Work required
Find the line with "async fn test_affirmative_persists_the_active_fix()" in the entries below, then reproduce it and every line after it down to and including the line with "async fn test_every_fix_policy_reprompts_after_negative()", exactly.

[Saved data entries]

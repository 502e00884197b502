//! Start-Location Preference Flow.
//!
//! One decision flow per delivered fix: adopt an already-persisted "start
//! here" answer, or ask the user and persist whatever they decide. At most
//! one confirmation dialog is open at a time; a fix arriving while one is
//! pending is dropped by the flow.

use std::sync::atomic::{AtomicBool, Ordering};
use std::sync::Arc;

use tracing::{debug, warn};

use waymark_domain::{PositionFix, StartPreference};
use waymark_gateways::DialogPort;
use waymark_store::StateStore;

use crate::config::PromptPolicy;

/// Question shown for the binary start-location choice.
const CONFIRM_MESSAGE: &str =
    "Do you wish to start the application at this location in the future?";

// =============================================================================
// Start Preference Flow
// =============================================================================

/// Read-decide-write flow over the persisted start-location preference.
pub struct StartPreferenceFlow {
    state: StateStore,
    dialog: Arc<dyn DialogPort>,
    policy: PromptPolicy,
    /// Session flag: a usable "start here" answer is in effect
    start_at_last_location: AtomicBool,
    /// An answered confirmation happened this session
    prompted: AtomicBool,
    /// A confirmation dialog is currently open
    prompt_open: AtomicBool,
}

impl StartPreferenceFlow {
    /// Create a flow with no session state yet.
    pub fn new(state: StateStore, dialog: Arc<dyn DialogPort>, policy: PromptPolicy) -> Self {
        Self {
            state,
            dialog,
            policy,
            start_at_last_location: AtomicBool::new(false),
            prompted: AtomicBool::new(false),
            prompt_open: AtomicBool::new(false),
        }
    }

    /// Whether a usable "start here" preference is in effect this session.
    pub fn start_at_last_location(&self) -> bool {
        self.start_at_last_location.load(Ordering::SeqCst)
    }

    /// Run the decision flow for one delivered fix.
    pub async fn on_fix(&self, fix: PositionFix) {
        if self.start_at_last_location() {
            return;
        }

        let stored = match self.state.load_preference().await {
            Ok(stored) => stored,
            Err(e) if e.is_malformed() => {
                warn!(error = %e, "Malformed start preference, treating as undecided");
                None
            }
            Err(e) => {
                // Never overwrite a persisted answer we could not read
                warn!(error = %e, "Could not read start preference, skipping prompt");
                return;
            }
        };

        if let Some(pref) = stored {
            if pref.is_usable() {
                self.start_at_last_location.store(true, Ordering::SeqCst);
                debug!("Adopted persisted start-location preference");
                return;
            }
        }

        if self.policy == PromptPolicy::OncePerSession && self.prompted.load(Ordering::SeqCst) {
            return;
        }

        if self
            .prompt_open
            .compare_exchange(false, true, Ordering::SeqCst, Ordering::SeqCst)
            .is_err()
        {
            debug!("Confirmation already open, dropping fix");
            return;
        }

        let answer = self.dialog.confirm(CONFIRM_MESSAGE).await;
        self.prompt_open.store(false, Ordering::SeqCst);

        let answer = match answer {
            Ok(answer) => answer,
            Err(e) => {
                warn!(error = %e, "Start-location prompt failed");
                return;
            }
        };

        self.prompted.store(true, Ordering::SeqCst);

        let pref = if answer {
            self.start_at_last_location.store(true, Ordering::SeqCst);
            StartPreference::remember(fix.coord)
        } else {
            StartPreference::declined()
        };

        if let Err(e) = self.state.save_preference(&pref).await {
            warn!(error = %e, "Could not save start preference");
        }
    }
}

// =============================================================================
// Tests
// =============================================================================

#[cfg(test)]
mod tests {
    use super::*;
    use serde_json::json;
    use waymark_domain::Coordinate;
    use waymark_gateways::StubDialog;
    use waymark_store::{keys, MemoryKvStore};

    struct Fixture {
        kv: Arc<MemoryKvStore>,
        dialog: Arc<StubDialog>,
        flow: Arc<StartPreferenceFlow>,
    }

    fn fixture(policy: PromptPolicy) -> Fixture {
        let kv = Arc::new(MemoryKvStore::new());
        let dialog = Arc::new(StubDialog::new());
        let flow = Arc::new(StartPreferenceFlow::new(
            StateStore::new(kv.clone()),
            dialog.clone(),
            policy,
        ));
        Fixture { kv, dialog, flow }
    }

    fn fix(lat: f64, lng: f64) -> PositionFix {
        PositionFix::new(Coordinate::new(lat, lng).unwrap())
    }

    #[tokio::test]
    async fn test_adopts_persisted_answer_without_prompting() {
        let f = fixture(PromptPolicy::OncePerSession);
        f.kv.seed(
            keys::START_AT_LAST_LOCATION,
            json!({"startHere": true, "latlng": {"lat": 51.5, "lng": -0.12}}),
        );

        f.flow.on_fix(fix(48.0, 2.0)).await;

        assert!(f.flow.start_at_last_location());
        assert_eq!(f.dialog.confirm_count(), 0);
        // Nothing was rewritten
        assert_eq!(f.kv.write_count(keys::START_AT_LAST_LOCATION), 0);
    }

    #[tokio::test]
    async fn test_affirmative_persists_the_active_fix() {
        let f = fixture(PromptPolicy::OncePerSession);
        f.dialog.push_confirm(true);

        f.flow.on_fix(fix(51.5, -0.12)).await;

        assert!(f.flow.start_at_last_location());
        let raw = f.kv.raw(keys::START_AT_LAST_LOCATION).unwrap();
        assert_eq!(raw["startHere"], true);
        assert_eq!(raw["latlng"]["lat"], 51.5);
        assert_eq!(raw["latlng"]["lng"], -0.12);
    }

    #[tokio::test]
    async fn test_negative_clears_any_earlier_ambiguity() {
        let f = fixture(PromptPolicy::OncePerSession);
        f.dialog.push_confirm(false);

        f.flow.on_fix(fix(51.5, -0.12)).await;

        assert!(!f.flow.start_at_last_location());
        let raw = f.kv.raw(keys::START_AT_LAST_LOCATION).unwrap();
        assert_eq!(raw["startHere"], false);
        assert!(raw.get("latlng").is_none());
    }

    #[tokio::test]
    async fn test_no_reprompt_after_affirmative() {
        let f = fixture(PromptPolicy::OncePerSession);
        f.dialog.push_confirm(true);

        f.flow.on_fix(fix(51.5, -0.12)).await;
        f.flow.on_fix(fix(48.0, 2.0)).await;
        f.flow.on_fix(fix(40.0, -3.7)).await;

        assert_eq!(f.dialog.confirm_count(), 1);
    }

    #[tokio::test]
    async fn test_once_per_session_suppresses_reprompt_after_negative() {
        let f = fixture(PromptPolicy::OncePerSession);
        f.dialog.push_confirm(false);

        f.flow.on_fix(fix(51.5, -0.12)).await;
        f.flow.on_fix(fix(48.0, 2.0)).await;

        assert_eq!(f.dialog.confirm_count(), 1);
    }

    #[tokio::test]
    async fn test_every_fix_policy_reprompts_after_negative() {
        let f = fixture(PromptPolicy::EveryFix);
        f.dialog.push_confirm(false);
        f.dialog.push_confirm(false);

        f.flow.on_fix(fix(51.5, -0.12)).await;
        f.flow.on_fix(fix(48.0, 2.0)).await;

        assert_eq!(f.dialog.confirm_count(), 2);
    }

    #[tokio::test]
    async fn test_overlapping_fix_does_not_open_second_prompt() {
        let f = fixture(PromptPolicy::OncePerSession);
        f.dialog.push_confirm(true);
        f.dialog.hold_confirms();

        let pending = {
            let flow = f.flow.clone();
            tokio::spawn(async move { flow.on_fix(fix(51.5, -0.12)).await })
        };
        tokio::task::yield_now().await;
        assert_eq!(f.dialog.confirm_count(), 1);

        // A second fix while the dialog is open is dropped by the flow
        f.flow.on_fix(fix(48.0, 2.0)).await;
        assert_eq!(f.dialog.confirm_count(), 1);

        f.dialog.release_confirms();
        pending.await.unwrap();

        assert!(f.flow.start_at_last_location());
        let raw = f.kv.raw(keys::START_AT_LAST_LOCATION).unwrap();
        assert_eq!(raw["latlng"]["lat"], 51.5);
    }

    #[tokio::test]
    async fn test_read_failure_skips_prompt() {
        let f = fixture(PromptPolicy::OncePerSession);
        f.kv.set_fail_next(true);

        f.flow.on_fix(fix(51.5, -0.12)).await;

        assert_eq!(f.dialog.confirm_count(), 0);
        assert!(f.kv.raw(keys::START_AT_LAST_LOCATION).is_none());
    }

    #[tokio::test]
    async fn test_malformed_preference_prompts_again() {
        let f = fixture(PromptPolicy::OncePerSession);
        f.kv.seed(keys::START_AT_LAST_LOCATION, json!("yes please"));
        f.dialog.push_confirm(true);

        f.flow.on_fix(fix(51.5, -0.12)).await;

        assert_eq!(f.dialog.confirm_count(), 1);
        assert!(f.flow.start_at_last_location());
    }

    #[tokio::test]
    async fn test_inconsistent_persisted_record_prompts() {
        let f = fixture(PromptPolicy::OncePerSession);
        // startHere without a coordinate is undecided, not adoptable
        f.kv.seed(keys::START_AT_LAST_LOCATION, json!({"startHere": true}));
        f.dialog.push_confirm(false);

        f.flow.on_fix(fix(51.5, -0.12)).await;

        assert_eq!(f.dialog.confirm_count(), 1);
        assert!(!f.flow.start_at_last_location());
    }

    #[tokio::test]
    async fn test_dialog_failure_leaves_flow_retryable() {
        let f = fixture(PromptPolicy::OncePerSession);
        f.dialog.set_fail_next(true);

        f.flow.on_fix(fix(51.5, -0.12)).await;
        assert!(f.kv.raw(keys::START_AT_LAST_LOCATION).is_none());

        // The failed attempt does not count as an answered prompt
        f.dialog.push_confirm(true);
        f.flow.on_fix(fix(51.5, -0.12)).await;
        assert!(f.flow.start_at_last_location());
    }

    #[tokio::test]
    async fn test_write_failure_is_nonfatal() {
        let f = fixture(PromptPolicy::OncePerSession);
        f.dialog.push_confirm(true);
        f.dialog.hold_confirms();

        let pending = {
            let flow = f.flow.clone();
            tokio::spawn(async move { flow.on_fix(fix(51.5, -0.12)).await })
        };
        tokio::task::yield_now().await;

        // Fail the write that follows the (already completed) read
        f.kv.set_fail_next(true);
        f.dialog.release_confirms();
        pending.await.unwrap();

        // The session flag is set even though persisting failed
        assert!(f.flow.start_at_last_location());
        assert!(f.kv.raw(keys::START_AT_LAST_LOCATION).is_none());
    }
}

Task result
    async fn test_affirmative_persists_the_active_fix() {
        let f = fixture(PromptPolicy::OncePerSession);
        f.dialog.push_confirm(true);

        f.flow.on_fix(fix(51.5, -0.12)).await;

        assert!(f.flow.start_at_last_location());
        let raw = f.kv.raw(keys::START_AT_LAST_LOCATION).unwrap();
        assert_eq!(raw["startHere"], true);
        assert_eq!(raw["latlng"]["lat"], 51.5);
        assert_eq!(raw["latlng"]["lng"], -0.12);
    }

    #[tokio::test]
    async fn test_negative_clears_any_earlier_ambiguity() {
        let f = fixture(PromptPolicy::OncePerSession);
        f.dialog.push_confirm(false);

        f.flow.on_fix(fix(51.5, -0.12)).await;

        assert!(!f.flow.start_at_last_location());
        let raw = f.kv.raw(keys::START_AT_LAST_LOCATION).unwrap();
        assert_eq!(raw["startHere"], false);
        assert!(raw.get("latlng").is_none());
    }

    #[tokio::test]
    async fn test_no_reprompt_after_affirmative() {
        let f = fixture(PromptPolicy::OncePerSession);
        f.dialog.push_confirm(true);

        f.flow.on_fix(fix(51.5, -0.12)).await;
        f.flow.on_fix(fix(48.0, 2.0)).await;
        f.flow.on_fix(fix(40.0, -3.7)).await;

        assert_eq!(f.dialog.confirm_count(), 1);
    }

    #[tokio::test]
    async fn test_once_per_session_suppresses_reprompt_after_negative() {
        let f = fixture(PromptPolicy::OncePerSession);
        f.dialog.push_confirm(false);

        f.flow.on_fix(fix(51.5, -0.12)).await;
        f.flow.on_fix(fix(48.0, 2.0)).await;

        assert_eq!(f.dialog.confirm_count(), 1);
    }

    #[tokio::test]
    async fn test_every_fix_policy_reprompts_after_negative() {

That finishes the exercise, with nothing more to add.